Zu Unstimmigkeiten zwischen den langjährigen Partnern adidas und dem DFB war es gekommen, nachdem der amerikanische Sportartikel-Riese und Konkurrent Nike dem DFB ein Angebot von 2011 an über insgesamt eine halbe Milliarde Euro (62,5 Mill. Euro per annum) für acht Jahre unterbreitet hatte. Zuletzt hatte adidas sein Angebot von elf auf 22 Mill. Euro pro Jahr verdoppelt.

Das DFB-Präsidium hatte das verbesserte Angebot von adidas lediglich "zur Kenntnis genommen" und angekündigt, die Verhandlungen mit adidas um einen Vertrag ab dem 1. Januar 2011 fortsetzen zu wollen. Die derzeitige Vereinbarung endet am 31. Dezember 2010.
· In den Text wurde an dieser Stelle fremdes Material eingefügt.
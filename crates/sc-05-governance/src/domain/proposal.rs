//! # Governance Proposals
//!
//! ## Lifecycle
//!
//! ```text
//! created ──votes in [start, end)──→ (majority option may be set, never unset)
//!    │
//!    └─ first block end with height > end ──→ frozen ──height ≥ apply──→ applied, deleted
//! ```
//!
//! Voters and their power are snapshotted when the proposal is created. A
//! voter changing choice first cancels the previous choice's tally, so a
//! vote is never counted twice and `sum(votes) <= total_voting_power` holds
//! at all times.

use serde::{Deserialize, Serialize};
use sc_02_transaction::{ProposalKind, ProposalPayload};
use shared_types::{Address, AppError, AppResult, Hash};

/// Smallest vote total that is at least two thirds of `total`.
pub fn majority_threshold(total: u64) -> u64 {
    ((u128::from(total) * 2 + 2) / 3) as u64
}

/// One vote option and the power that voted for it.
#[derive(Clone, Debug, PartialEq, Eq, Serialize, Deserialize)]
pub struct VoteOption {
    /// Option body. For parameter proposals, a JSON `GovParams`.
    pub option: Vec<u8>,
    pub votes: u64,
}

/// A voter snapshotted at proposal creation.
#[derive(Clone, Debug, PartialEq, Eq, Serialize, Deserialize)]
pub struct Voter {
    pub address: Address,
    pub power: u64,
    /// Index of the chosen option. `None` until the voter votes.
    pub choice: Option<usize>,
}

/// A governance proposal.
#[derive(Clone, Debug, PartialEq, Eq, Serialize, Deserialize)]
pub struct GovProposal {
    /// Hash of the proposal transaction.
    pub tx_hash: Hash,
    pub proposer: Address,
    pub message: String,
    pub kind: ProposalKind,
    pub start_voting_height: u64,
    /// First height at which voting is closed.
    pub end_voting_height: u64,
    pub apply_height: u64,
    pub total_voting_power: u64,
    pub majority_power: u64,
    pub options: Vec<VoteOption>,
    /// Sorted by address.
    pub voters: Vec<Voter>,
    pub major_option: Option<usize>,
}

impl GovProposal {
    /// Create a proposal from its transaction payload and a voter snapshot.
    pub fn new(
        tx_hash: Hash,
        proposer: Address,
        payload: &ProposalPayload,
        voters: Vec<(Address, u64)>,
        lazy_apply_blocks: u64,
    ) -> AppResult<Self> {
        let end_voting_height = payload
            .start_voting_height
            .checked_add(payload.voting_period_blocks)
            .ok_or(AppError::Overflow("end voting height"))?;
        let apply_height = end_voting_height
            .checked_add(lazy_apply_blocks)
            .ok_or(AppError::Overflow("apply height"))?;

        let mut voters: Vec<Voter> = voters
            .into_iter()
            .map(|(address, power)| Voter {
                address,
                power,
                choice: None,
            })
            .collect();
        voters.sort_by(|a, b| a.address.cmp(&b.address));
        voters.dedup_by(|a, b| a.address == b.address);

        let total_voting_power = voters
            .iter()
            .try_fold(0u64, |acc, v| acc.checked_add(v.power))
            .ok_or(AppError::Overflow("total voting power"))?;

        Ok(Self {
            tx_hash,
            proposer,
            message: payload.message.clone(),
            kind: payload.kind,
            start_voting_height: payload.start_voting_height,
            end_voting_height,
            apply_height,
            total_voting_power,
            majority_power: majority_threshold(total_voting_power),
            options: payload
                .options
                .iter()
                .map(|option| VoteOption {
                    option: option.clone(),
                    votes: 0,
                })
                .collect(),
            voters,
            major_option: None,
        })
    }

    /// Voting is open in `[start_voting_height, end_voting_height)`.
    pub fn is_voting_height(&self, height: u64) -> bool {
        height >= self.start_voting_height && height < self.end_voting_height
    }

    /// Whether block end at `height` applies this proposal. Block ends run at
    /// consecutive heights, so a height past `apply_height` means the apply
    /// height was skipped.
    pub fn check_apply_height(&self, height: u64) -> AppResult<bool> {
        match height.cmp(&self.apply_height) {
            std::cmp::Ordering::Less => Ok(false),
            std::cmp::Ordering::Equal => Ok(true),
            std::cmp::Ordering::Greater => Err(AppError::InvalidApplyHeight {
                expected: self.apply_height,
                actual: height,
            }),
        }
    }

    pub fn find_voter(&self, addr: &Address) -> Option<&Voter> {
        self.voter_index(addr).map(|i| &self.voters[i])
    }

    fn voter_index(&self, addr: &Address) -> Option<usize> {
        self.voters
            .binary_search_by(|v| v.address.cmp(addr))
            .ok()
    }

    /// Check a vote without applying it.
    pub fn check_vote(&self, addr: &Address, choice: i32, height: u64) -> AppResult<()> {
        if !self.is_voting_height(height) {
            return Err(AppError::NotVotingPeriod {
                height,
                start: self.start_voting_height,
                end: self.end_voting_height,
            });
        }
        if self.voter_index(addr).is_none() {
            return Err(AppError::NoRight);
        }
        self.choice_index(choice).map(|_| ())
    }

    fn choice_index(&self, choice: i32) -> AppResult<usize> {
        usize::try_from(choice)
            .ok()
            .filter(|c| *c < self.options.len())
            .ok_or(AppError::InvalidChoice(choice))
    }

    /// Record `addr`'s vote for `choice`, replacing any previous choice.
    pub fn do_vote(&mut self, addr: &Address, choice: i32) -> AppResult<()> {
        let index = self.voter_index(addr).ok_or(AppError::NoRight)?;
        let choice = self.choice_index(choice)?;
        let power = self.voters[index].power;

        if let Some(previous) = self.voters[index].choice {
            self.options[previous].votes -= power;
        }
        self.options[choice].votes += power;
        self.voters[index].choice = Some(choice);
        Ok(())
    }

    /// Take back `addr`'s current vote, restoring `previous` as its choice.
    ///
    /// A majority that only this vote established is cleared and recomputed,
    /// so votes cast by others since then keep their effect.
    pub fn undo_vote(
        &mut self,
        addr: &Address,
        previous: Option<usize>,
        major_before: Option<usize>,
    ) -> AppResult<()> {
        let index = self.voter_index(addr).ok_or(AppError::NoRight)?;
        if previous.is_some_and(|p| p >= self.options.len()) {
            return Err(AppError::InvalidState(format!("vote option {:?} out of range", previous)));
        }
        let power = self.voters[index].power;

        if let Some(current) = self.voters[index].choice {
            self.options[current].votes -= power;
        }
        if let Some(previous) = previous {
            self.options[previous].votes += power;
        }
        self.voters[index].choice = previous;

        if major_before.is_none() {
            self.major_option = None;
            self.update_major_option();
        }
        Ok(())
    }

    /// Set the majority option if one has reached the threshold.
    ///
    /// Returns the majority option index. Once set it is returned unchanged
    /// by every later call.
    pub fn update_major_option(&mut self) -> Option<usize> {
        if self.major_option.is_some() {
            return self.major_option;
        }

        // Highest votes first, lowest index on ties.
        let leader = self
            .options
            .iter()
            .enumerate()
            .max_by(|(ia, a), (ib, b)| a.votes.cmp(&b.votes).then(ib.cmp(ia)));

        if let Some((index, option)) = leader {
            if self.total_voting_power > 0 && option.votes >= self.majority_power {
                self.major_option = Some(index);
            }
        }
        self.major_option
    }

    pub fn major_option(&self) -> Option<&VoteOption> {
        self.major_option.map(|i| &self.options[i])
    }

    pub fn sum_votes(&self) -> u64 {
        self.options.iter().map(|o| o.votes).sum()
    }

    /// Slash `ratio` percent of `addr`'s voting power. The slashed power
    /// leaves the voter's option tally and the proposal total together.
    ///
    /// Returns the power removed (zero when `addr` is not a voter).
    pub fn punish(&mut self, addr: &Address, ratio: u64) -> u64 {
        let Some(index) = self.voter_index(addr) else {
            return 0;
        };
        let voter = &mut self.voters[index];
        let slashed = (u128::from(voter.power) * u128::from(ratio.min(100)) / 100) as u64;

        voter.power -= slashed;
        if let Some(choice) = voter.choice {
            self.options[choice].votes -= slashed;
        }
        self.total_voting_power -= slashed;
        self.majority_power = majority_threshold(self.total_voting_power);
        slashed
    }
}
Adidas geht unverändert davon aus, dass der bestehende Vertrag mit dem DFB bereits im August 2006 bis mindestens 2014 wirksam verlängert wurde. Dies wurde dem fränkischen Unternehmen nach eigenen Angaben von einer Expertengruppe, bestehend aus internen und externen Fachanwälten und Rechtsprofessoren, ausdrücklich bestätigt. Dies bestreitet der DFB und sieht das durch ein Rechtsgutachten auch als belegt an.